HLR Before SMS — How It Works?

12.06.2026

HLR (Home Location Register) before SMS is a feature that verifies whether a recipient's number is active before the SMS is actually sent. Instead of sending to a potentially inactive number and receiving a failed delivery report, the platform first sends a silent HLR lookup to the aggregator and only forwards the SMS if the response confirms the number is reachable.

How It Works

When HLR checking is enabled on a client price for a destination, the following happens for each outgoing message:

The platform sends an HLR request to the aggregator configured in the client's HLR route for that destination.

The aggregator queries the operator network and returns the current MCC and MNC for the number.

If the number is active, the platform uses the MCC and MNC from the HLR response to route the SMS to the correct operator, not the original operator assigned by prefix.

If the number is inactive, the platform does not send the SMS and immediately returns a non-delivery report to the client.

The client is not aware that an HLR is being run — it is invisible in their interface, and they are not charged separately for it. The SMS price you set for the client should account for the cost of the HLR lookup.

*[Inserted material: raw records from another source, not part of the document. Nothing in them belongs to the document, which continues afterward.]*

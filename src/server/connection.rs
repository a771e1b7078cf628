//! Per-connection read / dispatch / reply loop.

use std::net::SocketAddr;
use std::sync::Arc;
use std::time::Duration;

use tokio::io::{AsyncReadExt, AsyncWriteExt};
use tokio::net::TcpStream;
use tokio::time::timeout;
use tracing::{debug, error, info, warn};

use super::Dispatcher;
use super::framing::FrameBuffer;
use crate::config::ServerConfig;
use crate::error::Result;
use crate::store::Store;

/// Socket settings copied out of [`ServerConfig`] for each connection.
#[derive(Debug, Clone, Copy)]
pub(crate) struct ConnectionLimits {
    pub buffer_size: usize,
    pub max_frame_bytes: usize,
    pub idle_timeout: Option<Duration>,
}

impl From<&ServerConfig> for ConnectionLimits {
    fn from(config: &ServerConfig) -> Self {
        Self {
            buffer_size: config.buffer_size,
            max_frame_bytes: config.max_frame_bytes,
            idle_timeout: config.idle_timeout(),
        }
    }
}

/// Serve one device until it disconnects, goes idle, or a socket error occurs.
///
/// Frames are handled strictly in arrival order and each reply is written
/// before the next frame is processed.
pub(crate) async fn serve<S: Store>(
    mut stream: TcpStream,
    peer: SocketAddr,
    dispatcher: Arc<Dispatcher<S>>,
    limits: ConnectionLimits,
) -> Result<()> {
    let mut read_buf = vec![0u8; limits.buffer_size];
    let mut frames = FrameBuffer::new(limits.max_frame_bytes);

    'conn: loop {
        let read = match limits.idle_timeout {
            Some(idle) => match timeout(idle, stream.read(&mut read_buf)).await {
                Ok(read) => read,
                Err(_) => {
                    info!("Closing idle connection from {peer}");
                    break;
                }
            },
            None => stream.read(&mut read_buf).await,
        };

        let n = read?;
        if n == 0 {
            info!("Connection from {peer} closed");
            break;
        }
        debug!("RX {n} bytes from {peer}");
        frames.extend(&read_buf[..n]);

        while let Some(frame) = frames.next_frame() {
            match dispatcher.dispatch(frame, peer).await {
                Ok(Some(reply)) => {
                    if let Err(e) = stream.write_all(&reply).await {
                        warn!("Write to {peer} failed: {e}");
                        break 'conn;
                    }
                }
                Ok(None) => {}
                Err(e) => error!("Frame from {peer} not persisted, no reply sent: {e}"),
            }
        }

        if frames.overflowed() {
            let dropped = frames.clear();
            warn!("Discarded {dropped} buffered bytes from {peer}: no complete frame within limit");
        }
    }

    Ok(())
}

When to Use HLR Before SMS

HLR before SMS is most useful for traffic going to MNP countries, where numbers are frequently ported between operators. Without it, the platform routes based on prefix alone, which may be incorrect for ported numbers — leading to failed delivery or billing at the wrong rate.

The main trade-off is speed: HLR checking limits sending throughput to roughly 10–50 SMS/sec. This makes it unsuitable for high-volume campaigns, but it is a good fit for transactional or time-sensitive traffic where delivery accuracy matters more than throughput.